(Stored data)
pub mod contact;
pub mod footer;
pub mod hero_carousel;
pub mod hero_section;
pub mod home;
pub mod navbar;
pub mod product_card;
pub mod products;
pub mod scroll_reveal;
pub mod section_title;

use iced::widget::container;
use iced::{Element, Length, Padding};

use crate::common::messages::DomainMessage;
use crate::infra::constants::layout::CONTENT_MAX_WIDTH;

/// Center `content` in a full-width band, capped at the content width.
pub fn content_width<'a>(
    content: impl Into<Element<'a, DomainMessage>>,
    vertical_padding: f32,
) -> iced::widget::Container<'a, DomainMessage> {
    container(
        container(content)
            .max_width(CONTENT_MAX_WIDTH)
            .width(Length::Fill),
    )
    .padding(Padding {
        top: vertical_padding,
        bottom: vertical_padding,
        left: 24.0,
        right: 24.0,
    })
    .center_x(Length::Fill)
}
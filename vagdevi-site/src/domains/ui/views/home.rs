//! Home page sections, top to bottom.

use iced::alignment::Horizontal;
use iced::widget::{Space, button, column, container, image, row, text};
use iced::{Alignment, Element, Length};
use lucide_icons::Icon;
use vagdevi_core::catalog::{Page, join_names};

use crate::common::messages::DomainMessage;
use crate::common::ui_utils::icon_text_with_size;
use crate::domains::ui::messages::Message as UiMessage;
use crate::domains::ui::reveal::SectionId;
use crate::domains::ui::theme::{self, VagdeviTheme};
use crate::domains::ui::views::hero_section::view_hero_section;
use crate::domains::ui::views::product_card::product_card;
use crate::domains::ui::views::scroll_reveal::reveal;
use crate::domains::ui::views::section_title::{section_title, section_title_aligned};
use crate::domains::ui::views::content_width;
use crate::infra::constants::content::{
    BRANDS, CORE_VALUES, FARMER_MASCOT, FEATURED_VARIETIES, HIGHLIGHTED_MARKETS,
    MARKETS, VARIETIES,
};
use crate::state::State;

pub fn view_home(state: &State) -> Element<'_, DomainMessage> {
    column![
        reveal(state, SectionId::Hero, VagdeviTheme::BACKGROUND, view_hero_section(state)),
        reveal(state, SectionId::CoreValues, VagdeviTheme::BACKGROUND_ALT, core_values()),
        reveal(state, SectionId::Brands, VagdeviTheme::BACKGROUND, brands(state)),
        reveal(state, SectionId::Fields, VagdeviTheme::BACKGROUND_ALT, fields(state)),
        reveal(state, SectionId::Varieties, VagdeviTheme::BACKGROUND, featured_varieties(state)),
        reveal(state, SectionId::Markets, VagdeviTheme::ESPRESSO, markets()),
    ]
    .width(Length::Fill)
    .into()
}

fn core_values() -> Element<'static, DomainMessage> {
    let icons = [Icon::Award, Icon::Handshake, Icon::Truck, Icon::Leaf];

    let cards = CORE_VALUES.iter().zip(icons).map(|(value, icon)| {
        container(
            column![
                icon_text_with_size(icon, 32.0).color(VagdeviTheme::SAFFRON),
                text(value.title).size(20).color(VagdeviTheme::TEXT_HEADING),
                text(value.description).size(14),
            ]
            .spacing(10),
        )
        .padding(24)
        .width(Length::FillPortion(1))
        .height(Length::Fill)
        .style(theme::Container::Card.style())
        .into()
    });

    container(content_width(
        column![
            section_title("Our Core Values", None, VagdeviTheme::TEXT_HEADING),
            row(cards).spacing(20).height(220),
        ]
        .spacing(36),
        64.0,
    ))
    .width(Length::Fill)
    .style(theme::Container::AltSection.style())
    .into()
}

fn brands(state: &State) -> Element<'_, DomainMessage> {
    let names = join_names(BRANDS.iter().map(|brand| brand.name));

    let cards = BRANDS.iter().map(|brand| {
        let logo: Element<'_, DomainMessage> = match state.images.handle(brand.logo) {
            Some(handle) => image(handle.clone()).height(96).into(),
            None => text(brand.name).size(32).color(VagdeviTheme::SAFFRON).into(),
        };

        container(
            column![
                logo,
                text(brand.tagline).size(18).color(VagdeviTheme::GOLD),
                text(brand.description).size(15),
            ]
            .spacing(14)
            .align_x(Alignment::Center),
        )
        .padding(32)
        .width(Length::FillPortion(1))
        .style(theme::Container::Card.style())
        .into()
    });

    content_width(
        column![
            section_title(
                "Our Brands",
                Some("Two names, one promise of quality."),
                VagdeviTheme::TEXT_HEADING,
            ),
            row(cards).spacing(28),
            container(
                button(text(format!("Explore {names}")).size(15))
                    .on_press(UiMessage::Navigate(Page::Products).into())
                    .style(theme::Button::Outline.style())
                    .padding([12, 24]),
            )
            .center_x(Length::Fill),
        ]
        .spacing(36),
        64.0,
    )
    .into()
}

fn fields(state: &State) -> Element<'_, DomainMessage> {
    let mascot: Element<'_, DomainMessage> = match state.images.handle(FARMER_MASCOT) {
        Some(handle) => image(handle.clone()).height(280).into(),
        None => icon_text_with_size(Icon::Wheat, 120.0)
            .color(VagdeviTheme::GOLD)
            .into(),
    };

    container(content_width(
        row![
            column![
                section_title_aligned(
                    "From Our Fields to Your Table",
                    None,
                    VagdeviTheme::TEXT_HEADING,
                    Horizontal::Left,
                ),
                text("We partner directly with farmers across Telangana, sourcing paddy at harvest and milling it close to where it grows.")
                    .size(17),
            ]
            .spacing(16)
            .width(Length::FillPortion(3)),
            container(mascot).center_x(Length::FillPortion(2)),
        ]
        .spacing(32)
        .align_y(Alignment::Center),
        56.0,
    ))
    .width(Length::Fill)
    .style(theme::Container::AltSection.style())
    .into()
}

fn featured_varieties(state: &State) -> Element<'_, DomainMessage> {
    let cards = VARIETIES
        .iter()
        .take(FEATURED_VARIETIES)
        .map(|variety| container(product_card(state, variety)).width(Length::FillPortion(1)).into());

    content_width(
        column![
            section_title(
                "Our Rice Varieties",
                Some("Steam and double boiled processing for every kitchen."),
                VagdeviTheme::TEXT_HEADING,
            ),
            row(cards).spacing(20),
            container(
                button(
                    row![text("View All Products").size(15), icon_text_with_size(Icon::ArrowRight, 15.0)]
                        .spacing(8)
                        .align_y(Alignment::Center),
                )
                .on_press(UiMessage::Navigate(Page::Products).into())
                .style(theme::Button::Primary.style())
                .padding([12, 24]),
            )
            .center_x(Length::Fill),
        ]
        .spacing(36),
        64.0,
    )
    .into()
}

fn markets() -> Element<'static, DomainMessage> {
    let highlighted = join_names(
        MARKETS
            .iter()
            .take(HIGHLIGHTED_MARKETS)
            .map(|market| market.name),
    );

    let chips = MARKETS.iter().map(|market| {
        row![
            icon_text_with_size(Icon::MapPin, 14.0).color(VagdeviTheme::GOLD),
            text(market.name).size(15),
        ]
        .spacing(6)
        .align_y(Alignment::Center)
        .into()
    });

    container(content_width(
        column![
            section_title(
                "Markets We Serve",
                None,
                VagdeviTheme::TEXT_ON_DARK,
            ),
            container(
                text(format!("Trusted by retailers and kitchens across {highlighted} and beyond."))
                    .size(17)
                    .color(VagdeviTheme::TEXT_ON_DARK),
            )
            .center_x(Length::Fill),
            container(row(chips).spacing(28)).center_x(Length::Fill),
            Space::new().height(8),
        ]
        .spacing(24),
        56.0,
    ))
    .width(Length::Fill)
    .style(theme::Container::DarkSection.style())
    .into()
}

...

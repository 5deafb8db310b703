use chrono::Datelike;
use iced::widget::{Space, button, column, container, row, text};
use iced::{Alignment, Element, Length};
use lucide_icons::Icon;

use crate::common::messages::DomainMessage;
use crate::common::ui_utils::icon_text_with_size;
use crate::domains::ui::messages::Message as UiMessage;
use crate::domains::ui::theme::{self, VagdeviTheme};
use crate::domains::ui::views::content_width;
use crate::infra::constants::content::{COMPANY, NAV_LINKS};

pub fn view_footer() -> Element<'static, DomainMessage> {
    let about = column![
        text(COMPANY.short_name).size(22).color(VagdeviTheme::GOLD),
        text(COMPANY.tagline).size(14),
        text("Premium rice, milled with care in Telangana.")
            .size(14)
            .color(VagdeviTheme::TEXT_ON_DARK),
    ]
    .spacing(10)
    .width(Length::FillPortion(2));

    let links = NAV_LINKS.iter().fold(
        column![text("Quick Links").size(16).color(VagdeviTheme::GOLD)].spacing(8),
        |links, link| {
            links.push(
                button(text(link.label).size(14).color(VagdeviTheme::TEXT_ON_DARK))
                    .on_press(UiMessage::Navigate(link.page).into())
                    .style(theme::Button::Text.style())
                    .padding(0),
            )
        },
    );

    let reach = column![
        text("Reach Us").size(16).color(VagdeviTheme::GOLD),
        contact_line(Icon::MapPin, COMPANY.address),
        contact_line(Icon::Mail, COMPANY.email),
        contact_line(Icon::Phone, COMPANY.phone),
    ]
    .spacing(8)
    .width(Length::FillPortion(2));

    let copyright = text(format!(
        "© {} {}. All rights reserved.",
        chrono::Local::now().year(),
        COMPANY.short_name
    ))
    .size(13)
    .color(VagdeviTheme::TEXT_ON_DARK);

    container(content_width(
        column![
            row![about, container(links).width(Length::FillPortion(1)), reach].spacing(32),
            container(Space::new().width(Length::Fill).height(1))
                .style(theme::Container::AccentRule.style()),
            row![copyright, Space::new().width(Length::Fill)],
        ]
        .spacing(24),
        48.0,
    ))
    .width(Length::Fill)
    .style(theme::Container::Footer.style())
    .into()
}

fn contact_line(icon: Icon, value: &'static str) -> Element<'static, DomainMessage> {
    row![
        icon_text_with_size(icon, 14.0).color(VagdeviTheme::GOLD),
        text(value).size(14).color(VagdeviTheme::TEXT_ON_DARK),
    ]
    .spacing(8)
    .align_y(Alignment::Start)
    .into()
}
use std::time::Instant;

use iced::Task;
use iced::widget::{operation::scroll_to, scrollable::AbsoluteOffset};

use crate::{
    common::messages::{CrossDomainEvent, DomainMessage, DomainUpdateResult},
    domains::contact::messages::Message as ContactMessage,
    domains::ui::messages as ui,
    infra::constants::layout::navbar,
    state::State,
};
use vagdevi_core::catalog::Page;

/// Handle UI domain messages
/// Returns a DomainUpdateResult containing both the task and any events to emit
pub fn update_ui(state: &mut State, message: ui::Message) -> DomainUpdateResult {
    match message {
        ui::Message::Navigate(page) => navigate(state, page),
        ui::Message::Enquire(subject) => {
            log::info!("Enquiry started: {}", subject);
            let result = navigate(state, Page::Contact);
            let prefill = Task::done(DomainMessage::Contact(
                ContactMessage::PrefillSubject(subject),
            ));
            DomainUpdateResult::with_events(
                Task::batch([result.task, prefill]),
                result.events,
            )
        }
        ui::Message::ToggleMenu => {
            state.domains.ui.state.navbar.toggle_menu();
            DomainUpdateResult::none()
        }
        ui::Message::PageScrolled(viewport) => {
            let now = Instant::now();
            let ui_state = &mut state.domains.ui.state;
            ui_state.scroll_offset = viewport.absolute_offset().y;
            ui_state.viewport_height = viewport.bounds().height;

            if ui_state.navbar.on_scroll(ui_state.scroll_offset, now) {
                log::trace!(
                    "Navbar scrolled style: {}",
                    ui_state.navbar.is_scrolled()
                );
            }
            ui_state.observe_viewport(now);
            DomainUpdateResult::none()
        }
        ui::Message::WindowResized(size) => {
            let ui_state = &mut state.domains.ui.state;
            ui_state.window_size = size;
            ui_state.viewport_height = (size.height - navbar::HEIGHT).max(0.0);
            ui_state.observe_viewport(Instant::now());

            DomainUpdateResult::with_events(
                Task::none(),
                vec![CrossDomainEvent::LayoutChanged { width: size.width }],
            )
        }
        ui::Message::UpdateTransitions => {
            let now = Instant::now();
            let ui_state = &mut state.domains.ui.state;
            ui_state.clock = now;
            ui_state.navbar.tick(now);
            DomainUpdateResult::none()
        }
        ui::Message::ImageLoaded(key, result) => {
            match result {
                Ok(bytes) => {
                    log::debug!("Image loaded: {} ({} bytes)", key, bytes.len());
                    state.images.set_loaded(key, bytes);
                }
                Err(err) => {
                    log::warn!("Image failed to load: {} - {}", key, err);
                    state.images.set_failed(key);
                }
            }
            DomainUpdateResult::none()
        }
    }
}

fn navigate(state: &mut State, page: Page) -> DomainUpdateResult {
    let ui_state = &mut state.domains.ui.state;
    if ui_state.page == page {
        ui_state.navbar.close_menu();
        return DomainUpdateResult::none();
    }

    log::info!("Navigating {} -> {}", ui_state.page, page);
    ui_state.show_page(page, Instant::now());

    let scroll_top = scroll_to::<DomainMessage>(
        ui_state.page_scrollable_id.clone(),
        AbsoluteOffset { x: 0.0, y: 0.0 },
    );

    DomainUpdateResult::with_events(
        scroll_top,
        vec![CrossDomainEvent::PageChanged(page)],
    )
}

▶ [Exercise objective] What belongs in the answer is each line of the data that has the word "AbsoluteOffset".

▶ [Expected answer]
use iced::widget::{operation::scroll_to, scrollable::AbsoluteOffset};
        AbsoluteOffset { x: 0.0, y: 0.0 },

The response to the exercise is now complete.